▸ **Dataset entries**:
____________

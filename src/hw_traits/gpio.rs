use super::Steal;
use msp430fr2355 as pac;

pub trait GpioPeriph: Steal {
    fn pxin_rd(&self) -> u8;

    fn pxout_set(&self, bits: u8);
    fn pxout_clear(&self, bits: u8);

    fn pxdir_set(&self, bits: u8);
    fn pxdir_clear(&self, bits: u8);

    fn pxren_set(&self, bits: u8);

    fn pxsel0_set(&self, bits: u8);
    fn pxsel0_clear(&self, bits: u8);

    fn pxsel1_set(&self, bits: u8);
    fn pxsel1_clear(&self, bits: u8);
}

pub trait IntrPeriph: GpioPeriph {
    fn pxies_set(&self, bits: u8);
    fn pxies_clear(&self, bits: u8);
    fn pxies_toggle(&self, bits: u8);

    fn pxie_set(&self, bits: u8);

    fn pxifg_clear(&self, bits: u8);

    fn pxiv_rd(&self) -> u16;
}

macro_rules! reg_methods {
    ($reg:ident, $set:ident, $clear:ident) => {
        #[inline(always)]
        fn $set(&self, bits: u8) {
            unsafe { self.$reg.set_bits(|w| w.bits(bits)) }
        }

        #[inline(always)]
        fn $clear(&self, bits: u8) {
            unsafe { self.$reg.clear_bits(|w| w.bits(bits)) }
        }
    };
}

macro_rules! gpio_impl {
    ($px:ident: $Px:ident =>
     $pxin:ident, $pxout:ident, $pxdir:ident, $pxren:ident, $pxsel0:ident, $pxsel1:ident
     $(, [$pxies:ident, $pxie:ident, $pxifg:ident, $pxiv:ident])?
    ) => {
        mod $px {
            use super::*;

            impl Steal for pac::$Px {
                #[inline(always)]
                unsafe fn steal() -> Self {
                    pac::Peripherals::steal().$Px
                }
            }

            impl GpioPeriph for pac::$Px {
                #[inline(always)]
                fn pxin_rd(&self) -> u8 {
                    self.$pxin.read().bits()
                }

                #[inline(always)]
                fn pxren_set(&self, bits: u8) {
                    unsafe { self.$pxren.set_bits(|w| w.bits(bits)) }
                }

                reg_methods!($pxout, pxout_set, pxout_clear);
                reg_methods!($pxdir, pxdir_set, pxdir_clear);
                reg_methods!($pxsel0, pxsel0_set, pxsel0_clear);
                reg_methods!($pxsel1, pxsel1_set, pxsel1_clear);
            }

            $(
                impl IntrPeriph for pac::$Px {
                    reg_methods!($pxies, pxies_set, pxies_clear);

                    #[inline(always)]
                    fn pxies_toggle(&self, bits: u8) {
                        unsafe { self.$pxies.toggle_bits(|w| w.bits(bits)) };
                    }

                    #[inline(always)]
                    fn pxie_set(&self, bits: u8) {
                        unsafe { self.$pxie.set_bits(|w| w.bits(bits)) }
                    }

                    #[inline(always)]
                    fn pxifg_clear(&self, bits: u8) {
                        unsafe { self.$pxifg.clear_bits(|w| w.bits(bits)) }
                    }

                    #[inline(always)]
                    fn pxiv_rd(&self) -> u16 {
                        self.$pxiv.read().bits()
                    }
                }
            )?
        }
    };
}

gpio_impl!(p1: P1 => p1in, p1out, p1dir, p1ren, p1sel0, p1sel1, [p1ies, p1ie, p1ifg, p1iv]);
gpio_impl!(p2: P2 => p2in, p2out, p2dir, p2ren, p2sel0, p2sel1, [p2ies, p2ie, p2ifg, p2iv]);
gpio_impl!(p6: P6 => p6in, p6out, p6dir, p6ren, p6sel0, p6sel1);
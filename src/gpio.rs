//! Candle pins
//!
//! | Pin  | Use                                   |
//! |------|---------------------------------------|
//! | P6.0 | red LED, TB3.1 output                 |
//! | P6.1 | green LED, TB3.2 output               |
//! | P6.2 | blue LED, plain output held low       |
//! | P1.1 | microphone, ADC channel A1            |
//! | P2.3 | push-button S2 (active low, pull-up)  |
//! | P2.4 | tilt switch (active low, pull-up)     |
//!
//! Pin settings only take effect once the LOCKLPM5 bit is cleared, so [`Pins::new`] needs a
//! [`Pmm`].

use crate::hw_traits::gpio::{GpioPeriph, IntrPeriph};
use crate::hw_traits::Steal;
use crate::pmm::Pmm;
use core::convert::Infallible;
use embedded_hal::digital::{ErrorType, InputPin, OutputPin};
use msp430fr2355 as pac;

const RED: u8 = 1 << 0;
const GREEN: u8 = 1 << 1;
const BLUE: u8 = 1 << 2;
const MIC: u8 = 1 << 1;
const SWITCH: u8 = 1 << 3;
const TILT: u8 = 1 << 4;

// P2IV reports pin n as 2 * (n + 1)
const P2IV_TILT: u16 = 0x0A;

/// All candle pins, configured
pub struct Pins {
    /// Red and green PWM outputs
    pub flame: FlamePins,
    /// Blue LED
    pub blue: BluePin,
    /// Microphone input
    pub mic: MicPin,
    /// Push-button
    pub switch: SwitchPin,
    /// Tilt switch
    pub tilt: TiltPin,
    /// Port 2 interrupt vector
    pub p2iv: Port2Vector,
}

impl Pins {
    /// Configure every candle pin. Takes the port peripherals so nothing else can reconfigure
    /// them.
    pub fn new(p1: pac::P1, p2: pac::P2, p6: pac::P6, _pmm: &Pmm) -> Self {
        // PWM outputs: direction out, primary module function (TB3)
        p6.pxdir_set(RED | GREEN | BLUE);
        p6.pxsel1_clear(RED | GREEN | BLUE);
        p6.pxsel0_clear(BLUE);
        p6.pxsel0_set(RED | GREEN);
        p6.pxout_clear(BLUE);

        // Analog input: both select bits
        p1.pxdir_clear(MIC);
        p1.pxsel0_set(MIC);
        p1.pxsel1_set(MIC);

        // Switches: inputs with pull-ups
        p2.pxsel0_clear(SWITCH | TILT);
        p2.pxsel1_clear(SWITCH | TILT);
        p2.pxdir_clear(SWITCH | TILT);
        p2.pxout_set(SWITCH | TILT);
        p2.pxren_set(SWITCH | TILT);

        Pins {
            flame: FlamePins(()),
            blue: BluePin(()),
            mic: MicPin(()),
            switch: SwitchPin(()),
            tilt: TiltPin(()),
            p2iv: Port2Vector(()),
        }
    }
}

/// P6.0 and P6.1 routed to TB3
pub struct FlamePins(());

/// P1.1 routed to the ADC
pub struct MicPin(());

/// Blue LED on P6.2
pub struct BluePin(());

impl ErrorType for BluePin {
    type Error = Infallible;
}

impl OutputPin for BluePin {
    #[inline]
    fn set_low(&mut self) -> Result<(), Self::Error> {
        unsafe { pac::P6::steal() }.pxout_clear(BLUE);
        Ok(())
    }

    #[inline]
    fn set_high(&mut self) -> Result<(), Self::Error> {
        unsafe { pac::P6::steal() }.pxout_set(BLUE);
        Ok(())
    }
}

/// Push-button S2 on P2.3. Reads low while pressed.
pub struct SwitchPin(());

impl SwitchPin {
    /// Whether the button is held down right now (not debounced)
    #[inline]
    pub fn is_pressed(&self) -> bool {
        unsafe { pac::P2::steal() }.pxin_rd() & SWITCH == 0
    }
}

impl ErrorType for SwitchPin {
    type Error = Infallible;
}

impl InputPin for SwitchPin {
    #[inline]
    fn is_high(&mut self) -> Result<bool, Self::Error> {
        Ok(!self.is_pressed())
    }

    #[inline]
    fn is_low(&mut self) -> Result<bool, Self::Error> {
        Ok(self.is_pressed())
    }
}

/// Tilt switch on P2.4
///
/// A GPIO interrupt only fires on one edge. To see both, the handler calls
/// [`flip_edge`](TiltPin::flip_edge) after every edge so the next one is the opposite direction.
pub struct TiltPin(());

impl TiltPin {
    /// Whether the switch is closed
    #[inline]
    pub fn is_closed(&self) -> bool {
        unsafe { pac::P2::steal() }.pxin_rd() & TILT == 0
    }

    /// Arm the interrupt on whichever edge leaves the current level
    pub fn enable_interrupts(&mut self) {
        let p2 = unsafe { pac::P2::steal() };
        if self.is_closed() {
            p2.pxies_clear(TILT);
        } else {
            p2.pxies_set(TILT);
        }
        // Changing the edge select can set the flag
        p2.pxifg_clear(TILT);
        p2.pxie_set(TILT);
    }

    /// Swap the interrupt edge
    #[inline]
    pub fn flip_edge(&mut self) {
        unsafe { pac::P2::steal() }.pxies_toggle(TILT);
    }
}

/// What raised a port 2 interrupt
#[derive(Debug, Clone, Copy, PartialEq, Eq)]
#[cfg_attr(feature = "defmt", derive(defmt::Format))]
pub enum Port2Source {
    /// Tilt switch edge
    Tilt,
    /// Some other pin, by P2IV value
    Other(u16),
}

/// Port 2 interrupt vector register
pub struct Port2Vector(());

impl Port2Vector {
    /// Read and clear the highest-priority pending port 2 interrupt, if any
    #[inline]
    pub fn take(&mut self) -> Option<Port2Source> {
        match unsafe { pac::P2::steal() }.pxiv_rd() {
            0 => None,
            P2IV_TILT => Some(Port2Source::Tilt),
            other => Some(Port2Source::Other(other)),
        }
    }
}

____________

▸ **Required action**: Only lines holding the word "Whether" are wanted, so copy each of them from the records above.

▸ **Expected output**:
    /// Whether the button is held down right now (not debounced)
    /// Whether the switch is closed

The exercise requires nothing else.